The Home Office has now made it clear that, given that some of the travel restrictions and lockdowns are easing, it will no longer have a wholesale approach in extending people’s visas, and instead would expect that affected persons take all reasonable steps to leave the UK (this could include booking a repatriation flight that some countries are running, eg India), or apply for a visa to stay in the UK, eg by applying under Human Rights.

Good news:

The good news is that the Home Office have, two days before the deadline, confirmed that they will give people a 31 days grace period, for the month of August 2020, to either make arrangements to leave the UK or to apply for a visa to stay for longer.

Bad news:

Unfortunately, this ‘exceptional indemnity‘ grace period of one month is NOT an extension or a grant of leave, and anybody whose visa expires after the 31st of July and who has not left the UK or applied for another visa will become an overstayer. In the updated statement the Home Office has mentioned that :

The indemnity does not grant you leave but will act as a short-term protection against any adverse action or consequences after your leave has expired.
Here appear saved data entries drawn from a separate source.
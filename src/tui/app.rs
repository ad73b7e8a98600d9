use anyhow::Result;
use crossterm::event::{self, Event, KeyCode, KeyEvent, KeyEventKind, KeyModifiers};
use crossterm::{cursor, execute, terminal};
use ratatui::Terminal;
use ratatui::backend::CrosstermBackend;
use std::io::{self, Stdout};
use std::time::{Duration, Instant};
use tokio::sync::mpsc::UnboundedReceiver;
use tokio::sync::mpsc::error::TryRecvError;
use tracing::{debug, info};

use crate::controller::{ControllerEvent, ControllerUpdate, SearchStateController};
use crate::markers::MarkerKind;
use crate::search::Coordinates;
use crate::tui::commands::{Command, HELP_TEXT, ZoomArg, parse_command};
use crate::tui::theme::Theme;

type TerminalType = Terminal<CrosstermBackend<Stdout>>;

pub struct TuiApp {
    pub title: String,
    pub input: String,
    pub log: Vec<String>,
    pub max_log_lines: usize,
    /// Index into the relief-center markers (the location marker is never selected).
    pub selected: usize,
    pub theme: Theme,
    pub tile_url: String,
    pub(crate) controller: SearchStateController,
    events: UnboundedReceiver<ControllerEvent>,
    should_quit: bool,
}

impl TuiApp {
    pub fn new(
        title: impl Into<String>,
        controller: SearchStateController,
        events: UnboundedReceiver<ControllerEvent>,
        theme: Theme,
        tile_url: impl Into<String>,
    ) -> Self {
        Self {
            title: title.into(),
            input: String::new(),
            log: Vec::new(),
            max_log_lines: 200,
            selected: 0,
            theme,
            tile_url: tile_url.into(),
            controller,
            events,
            should_quit: false,
        }
    }

    pub fn push_log<S: Into<String>>(&mut self, s: S) {
        self.log.push(s.into());
        if self.log.len() > self.max_log_lines {
            let overflow = self.log.len() - self.max_log_lines;
            self.log.drain(0..overflow);
        }
    }

    pub fn run(&mut self) -> Result<()> {
        struct TuiGuard;
        impl Drop for TuiGuard {
            fn drop(&mut self) {
                let mut stdout = io::stdout();
                let _ = execute!(stdout, terminal::LeaveAlternateScreen, cursor::Show);
                let _ = terminal::disable_raw_mode();
            }
        }
        let mut stdout = io::stdout();
        terminal::enable_raw_mode()?;
        execute!(stdout, terminal::EnterAlternateScreen, cursor::Hide)?;
        let _guard = TuiGuard;
        let mut terminal = Terminal::new(CrosstermBackend::new(io::stdout()))?;
        terminal.clear()?;

        self.controller.mount();
        self.push_log(format!("Searching for {}... (/help for commands)", self.controller.params().query.label()));
        self.event_loop(&mut terminal)
    }

    fn event_loop(&mut self, terminal: &mut TerminalType) -> Result<()> {
        let mut last_ctrl_c_at: Option<Instant> = None;
        let mut dirty = true;
        loop {
            if self.drain_events() {
                dirty = true;
            }

            if event::poll(Duration::from_millis(50))?
                && let Event::Key(k) = event::read()?
                && k.kind != KeyEventKind::Release
            {
                if k.code == KeyCode::Char('c') && k.modifiers.contains(KeyModifiers::CONTROL) {
                    let now = Instant::now();
                    if let Some(prev) = last_ctrl_c_at
                        && now.duration_since(prev) <= Duration::from_secs(3)
                    {
                        return Ok(());
                    }
                    last_ctrl_c_at = Some(now);
                    self.push_log("[Press Ctrl+C again within 3s to exit]");
                    dirty = true;
                    continue;
                }
                self.handle_key(k);
                dirty = true;
            }

            if self.should_quit {
                return Ok(());
            }

            if dirty {
                terminal.draw(|f| self.view(f))?;
                dirty = false;
            }
        }
    }

    /// Applies every event the background tasks have delivered so far.
    pub(crate) fn drain_events(&mut self) -> bool {
        let mut changed = false;
        loop {
            match self.events.try_recv() {
                Ok(ev) => {
                    let update = self.controller.handle_event(ev);
                    self.note_update(&update);
                    changed = true;
                }
                Err(TryRecvError::Empty) => break,
                Err(TryRecvError::Disconnected) => {
                    debug!("controller channel closed");
                    break;
                }
            }
        }
        changed
    }

    fn note_update(&mut self, update: &ControllerUpdate) {
        info!(?update, "controller update");
        match update {
            ControllerUpdate::ResultsPublished { .. } => {
                let count = self.relief_count();
                if self.selected >= count {
                    self.selected = count.saturating_sub(1);
                }
                self.push_log(self.controller.status().to_string());
            }
            ControllerUpdate::SearchFailed { error, .. } => {
                self.push_log(format!("[error] Search failed: {error}"));
            }
            ControllerUpdate::StaleDiscarded { .. } => {}
            ControllerUpdate::Relocated { position, search } => {
                let suffix = if search.is_some() { "; refreshing results" } else { "" };
                self.push_log(format!("Moved to your location ({position}){suffix}"));
            }
            ControllerUpdate::LocateFailed(e) => {
                self.push_log(format!(
                    "[error] Could not determine your location: {e}. Keeping {}.",
                    self.controller.params().coordinates()
                ));
            }
        }
    }

    pub(crate) fn relief_count(&mut self) -> usize {
        self.controller
            .markers()
            .iter()
            .filter(|m| m.kind == MarkerKind::ReliefCenter)
            .count()
    }

    fn handle_key(&mut self, k: KeyEvent) {
        match k.code {
            KeyCode::Esc => self.input.clear(),
            KeyCode::Enter => {
                let line = std::mem::take(&mut self.input);
                if line.trim().is_empty() {
                    self.dispatch("/search");
                } else {
                    self.dispatch(&line);
                }
            }
            KeyCode::Tab => {
                let query = self.controller.cycle_query();
                self.push_log(format!("Resource: {} (Enter to search)", query.label()));
            }
            KeyCode::Up => self.selected = self.selected.saturating_sub(1),
            KeyCode::Down => {
                let count = self.relief_count();
                if self.selected + 1 < count {
                    self.selected += 1;
                }
            }
            KeyCode::Char('+') if self.input.is_empty() => {
                self.dispatch("/zoom in");
            }
            KeyCode::Char('-') if self.input.is_empty() => {
                self.dispatch("/zoom out");
            }
            KeyCode::Backspace => {
                self.input.pop();
            }
            KeyCode::Char(c) => self.input.push(c),
            _ => {}
        }
    }

    pub fn dispatch(&mut self, line: &str) {
        let trimmed = line.trim();
        if !trimmed.starts_with('/') {
            self.push_log(format!("[error] Commands start with '/': {trimmed} (try /help)"));
            return;
        }
        match parse_command(trimmed) {
            Ok(cmd) => self.apply_command(cmd),
            Err(e) => self.push_log(format!("[error] {e}")),
        }
    }

    fn apply_command(&mut self, cmd: Command) {
        match cmd {
            Command::Help => self.push_log(HELP_TEXT),
            Command::Quit => self.should_quit = true,
            Command::Clear => self.log.clear(),
            Command::Search => {
                let params = self.controller.params();
                let session = self.controller.trigger_search();
                self.push_log(format!(
                    "Searching {} within {} km of {} ({session})",
                    params.query.label(),
                    params.radius_km,
                    params.coordinates()
                ));
            }
            Command::Locate => {
                self.controller.locate();
                self.push_log("Locating...");
            }
            Command::Query(q) => {
                self.controller.set_query(q);
                self.push_log(format!("Resource: {} (Enter to search)", q.label()));
            }
            Command::Radius(r) => match self.controller.set_radius_km(r) {
                Ok(()) => self.push_log(format!("Radius: {r} km (Enter to search)")),
                Err(e) => self.push_log(format!("[error] {e}")),
            },
            Command::Lat(v) => match self.controller.set_lat(v) {
                Ok(()) => self.push_log(format!("Latitude: {v} (Enter to search)")),
                Err(e) => self.push_log(format!("[error] {e}")),
            },
            Command::Lon(v) => match self.controller.set_lon(v) {
                Ok(()) => self.push_log(format!("Longitude: {v} (Enter to search)")),
                Err(e) => self.push_log(format!("[error] {e}")),
            },
            Command::At(lat, lon) => {
                match Coordinates::new(lat, lon).and_then(|c| self.controller.set_coordinates(c)) {
                    Ok(()) => self.push_log(format!("Center: {lat}, {lon} (Enter to search)")),
                    Err(e) => self.push_log(format!("[error] {e}")),
                }
            }
            Command::Zoom(arg) => {
                let zoom = match arg {
                    ZoomArg::In => self.controller.zoom_in(),
                    ZoomArg::Out => self.controller.zoom_out(),
                    ZoomArg::Level(l) => self.controller.set_zoom(l),
                };
                self.push_log(format!("Zoom: {zoom}"));
            }
            Command::Theme(name) => match Theme::by_name(&name) {
                Some(theme) => {
                    self.theme = theme;
                    self.push_log(format!("Theme: {}", self.theme.name));
                }
                None => self.push_log(format!("[error] unknown theme: {name} (dark, light)")),
            },
        }
    }
}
Simply put, this means that the Home Office is not going to remove those whose visa has run out under these circumstances until the 31st of August 2020.

Update raises more questions than answers

This update appears to be an oxymoron, as while the Home Office makes it clear that the exceptional indemnity after the concession ends on the 31st of July does not grant any visa, they also, in the same update, state that:

During the grace period the conditions of your stay in the UK will be the same as the conditions of your leave. So, if your conditions allowed you to work, study or rent accommodation you may continue to do so during August 2020 ahead of your departure.

So, by law, if your visa is expiring after the 31st of July, you will become an overstayer for the month of August 2020, however, if your previous visa allowed you to work, eg a Tier 4 Student visa, you will be allowed to continue to work for that month.

“A Ticking Time Bomb”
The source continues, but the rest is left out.